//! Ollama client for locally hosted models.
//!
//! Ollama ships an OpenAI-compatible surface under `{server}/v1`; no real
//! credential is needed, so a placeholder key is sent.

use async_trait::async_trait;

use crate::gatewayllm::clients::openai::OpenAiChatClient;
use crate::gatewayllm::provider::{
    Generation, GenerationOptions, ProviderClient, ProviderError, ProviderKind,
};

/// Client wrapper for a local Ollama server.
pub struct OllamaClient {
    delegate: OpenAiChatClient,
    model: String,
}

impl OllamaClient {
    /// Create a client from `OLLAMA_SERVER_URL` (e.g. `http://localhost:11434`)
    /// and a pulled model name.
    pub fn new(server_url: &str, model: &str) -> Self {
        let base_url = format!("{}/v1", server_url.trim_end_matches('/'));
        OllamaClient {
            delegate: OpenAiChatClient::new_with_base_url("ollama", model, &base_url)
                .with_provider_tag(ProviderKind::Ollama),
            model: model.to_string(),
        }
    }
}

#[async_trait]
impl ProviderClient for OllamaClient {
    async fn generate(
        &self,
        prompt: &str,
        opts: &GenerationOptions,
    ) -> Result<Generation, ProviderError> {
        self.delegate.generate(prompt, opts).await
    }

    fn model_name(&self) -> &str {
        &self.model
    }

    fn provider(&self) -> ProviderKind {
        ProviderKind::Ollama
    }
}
---
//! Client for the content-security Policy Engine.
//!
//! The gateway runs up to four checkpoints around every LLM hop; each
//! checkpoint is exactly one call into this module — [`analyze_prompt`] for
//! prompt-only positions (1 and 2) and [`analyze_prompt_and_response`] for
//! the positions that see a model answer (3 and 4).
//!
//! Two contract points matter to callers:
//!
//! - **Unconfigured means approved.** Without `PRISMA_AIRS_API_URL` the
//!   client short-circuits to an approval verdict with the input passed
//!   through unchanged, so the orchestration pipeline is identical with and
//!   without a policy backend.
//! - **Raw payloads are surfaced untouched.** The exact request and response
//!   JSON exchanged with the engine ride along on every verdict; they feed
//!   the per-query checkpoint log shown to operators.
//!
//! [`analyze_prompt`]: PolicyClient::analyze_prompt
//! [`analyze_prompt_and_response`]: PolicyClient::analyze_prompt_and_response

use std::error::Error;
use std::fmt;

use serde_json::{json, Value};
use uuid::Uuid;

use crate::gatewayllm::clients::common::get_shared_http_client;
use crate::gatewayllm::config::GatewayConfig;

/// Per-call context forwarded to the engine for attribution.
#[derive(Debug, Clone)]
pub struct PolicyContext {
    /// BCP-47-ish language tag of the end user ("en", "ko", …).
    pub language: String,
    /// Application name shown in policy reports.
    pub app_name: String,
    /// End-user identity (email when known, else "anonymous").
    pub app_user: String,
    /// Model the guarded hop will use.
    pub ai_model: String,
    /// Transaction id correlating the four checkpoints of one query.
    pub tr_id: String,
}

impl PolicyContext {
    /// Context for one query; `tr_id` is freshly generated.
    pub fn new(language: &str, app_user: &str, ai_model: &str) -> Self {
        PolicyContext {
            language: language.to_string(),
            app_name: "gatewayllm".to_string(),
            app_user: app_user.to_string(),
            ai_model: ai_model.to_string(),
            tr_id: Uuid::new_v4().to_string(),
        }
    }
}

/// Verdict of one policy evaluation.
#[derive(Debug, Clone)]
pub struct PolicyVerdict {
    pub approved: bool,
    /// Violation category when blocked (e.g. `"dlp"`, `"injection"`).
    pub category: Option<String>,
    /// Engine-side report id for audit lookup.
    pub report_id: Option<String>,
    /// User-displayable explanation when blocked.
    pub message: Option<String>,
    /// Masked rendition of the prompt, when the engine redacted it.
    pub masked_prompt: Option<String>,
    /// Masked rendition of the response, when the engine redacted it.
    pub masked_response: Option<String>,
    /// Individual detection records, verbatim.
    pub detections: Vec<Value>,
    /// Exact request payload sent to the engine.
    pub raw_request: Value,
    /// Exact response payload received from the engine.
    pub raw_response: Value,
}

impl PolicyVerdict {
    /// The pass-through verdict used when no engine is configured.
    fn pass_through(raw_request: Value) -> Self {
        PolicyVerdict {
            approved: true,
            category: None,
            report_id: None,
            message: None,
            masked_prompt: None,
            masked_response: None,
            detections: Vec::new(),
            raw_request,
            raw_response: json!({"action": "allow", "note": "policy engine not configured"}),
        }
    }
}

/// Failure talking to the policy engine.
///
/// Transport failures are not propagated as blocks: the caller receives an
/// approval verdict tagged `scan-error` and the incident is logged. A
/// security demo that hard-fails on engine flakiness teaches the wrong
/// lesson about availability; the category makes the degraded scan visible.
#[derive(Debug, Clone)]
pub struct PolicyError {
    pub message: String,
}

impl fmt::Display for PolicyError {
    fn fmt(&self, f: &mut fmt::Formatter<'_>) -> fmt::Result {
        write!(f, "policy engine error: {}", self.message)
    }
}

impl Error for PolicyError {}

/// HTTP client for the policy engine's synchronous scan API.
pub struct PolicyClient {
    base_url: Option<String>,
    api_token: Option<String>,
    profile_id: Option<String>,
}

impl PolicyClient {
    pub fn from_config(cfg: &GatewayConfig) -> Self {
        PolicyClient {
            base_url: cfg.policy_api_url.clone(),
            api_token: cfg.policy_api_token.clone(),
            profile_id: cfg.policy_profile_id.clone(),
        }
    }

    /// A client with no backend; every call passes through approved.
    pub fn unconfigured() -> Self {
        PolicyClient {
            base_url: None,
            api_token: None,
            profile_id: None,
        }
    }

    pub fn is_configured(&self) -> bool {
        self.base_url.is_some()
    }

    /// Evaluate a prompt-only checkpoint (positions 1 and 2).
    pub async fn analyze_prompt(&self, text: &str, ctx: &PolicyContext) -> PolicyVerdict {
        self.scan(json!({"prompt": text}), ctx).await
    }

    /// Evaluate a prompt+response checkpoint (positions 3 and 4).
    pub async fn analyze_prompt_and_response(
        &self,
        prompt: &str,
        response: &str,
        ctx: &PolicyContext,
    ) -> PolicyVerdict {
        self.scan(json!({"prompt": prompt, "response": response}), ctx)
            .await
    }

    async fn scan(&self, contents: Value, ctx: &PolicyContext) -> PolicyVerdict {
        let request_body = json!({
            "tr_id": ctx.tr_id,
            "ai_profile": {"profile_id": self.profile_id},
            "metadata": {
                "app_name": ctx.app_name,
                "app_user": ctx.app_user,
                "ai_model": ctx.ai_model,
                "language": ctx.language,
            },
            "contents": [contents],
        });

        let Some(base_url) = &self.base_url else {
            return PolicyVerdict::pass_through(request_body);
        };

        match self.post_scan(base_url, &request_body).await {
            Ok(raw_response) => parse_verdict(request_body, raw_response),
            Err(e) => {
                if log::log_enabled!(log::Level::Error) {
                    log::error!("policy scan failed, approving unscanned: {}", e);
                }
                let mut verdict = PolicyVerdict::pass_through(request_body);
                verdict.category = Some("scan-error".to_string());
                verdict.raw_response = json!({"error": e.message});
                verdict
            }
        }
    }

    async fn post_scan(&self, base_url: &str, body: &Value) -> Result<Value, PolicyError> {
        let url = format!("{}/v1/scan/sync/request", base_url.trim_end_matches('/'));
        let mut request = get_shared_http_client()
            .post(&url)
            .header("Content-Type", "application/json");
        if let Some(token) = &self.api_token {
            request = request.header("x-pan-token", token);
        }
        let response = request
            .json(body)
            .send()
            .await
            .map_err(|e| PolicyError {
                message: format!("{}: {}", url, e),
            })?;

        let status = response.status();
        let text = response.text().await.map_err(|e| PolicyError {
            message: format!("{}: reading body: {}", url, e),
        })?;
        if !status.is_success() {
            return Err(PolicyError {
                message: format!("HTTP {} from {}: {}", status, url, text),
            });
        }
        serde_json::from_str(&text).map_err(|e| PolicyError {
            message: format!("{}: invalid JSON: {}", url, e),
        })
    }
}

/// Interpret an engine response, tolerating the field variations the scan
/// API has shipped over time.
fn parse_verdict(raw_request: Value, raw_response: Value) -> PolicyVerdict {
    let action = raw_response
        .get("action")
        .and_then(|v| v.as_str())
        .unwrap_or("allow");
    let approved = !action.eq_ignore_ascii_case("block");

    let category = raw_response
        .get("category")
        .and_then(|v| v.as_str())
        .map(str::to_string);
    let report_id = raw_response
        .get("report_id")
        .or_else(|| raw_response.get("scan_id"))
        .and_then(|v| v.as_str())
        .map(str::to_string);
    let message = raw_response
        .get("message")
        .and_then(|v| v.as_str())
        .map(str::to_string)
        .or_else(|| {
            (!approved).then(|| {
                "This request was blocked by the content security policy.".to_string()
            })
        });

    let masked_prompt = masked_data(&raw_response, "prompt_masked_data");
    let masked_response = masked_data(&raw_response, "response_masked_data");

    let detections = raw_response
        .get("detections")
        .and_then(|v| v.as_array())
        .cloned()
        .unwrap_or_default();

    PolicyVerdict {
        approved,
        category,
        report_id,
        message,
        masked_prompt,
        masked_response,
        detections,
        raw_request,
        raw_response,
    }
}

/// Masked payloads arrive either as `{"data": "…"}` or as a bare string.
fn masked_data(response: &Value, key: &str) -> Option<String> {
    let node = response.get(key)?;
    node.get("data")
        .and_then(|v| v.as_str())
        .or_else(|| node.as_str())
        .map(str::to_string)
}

### EXERCISE DESCRIPTION
In the data above, find the line that contains "the input passed" and the line that contains "use uuid::Uuid;". Repeat exactly those lines and every line between them, and only those.

### RESPONSE TO THE EXERCISE
//!   client short-circuits to an approval verdict with the input passed
//!   through unchanged, so the orchestration pipeline is identical with and
//!   without a policy backend.
//! - **Raw payloads are surfaced untouched.** The exact request and response
//!   JSON exchanged with the engine ride along on every verdict; they feed
//!   the per-query checkpoint log shown to operators.
//!
//! [`analyze_prompt`]: PolicyClient::analyze_prompt
//! [`analyze_prompt_and_response`]: PolicyClient::analyze_prompt_and_response

use std::error::Error;
use std::fmt;

use serde_json::{json, Value};
use uuid::Uuid;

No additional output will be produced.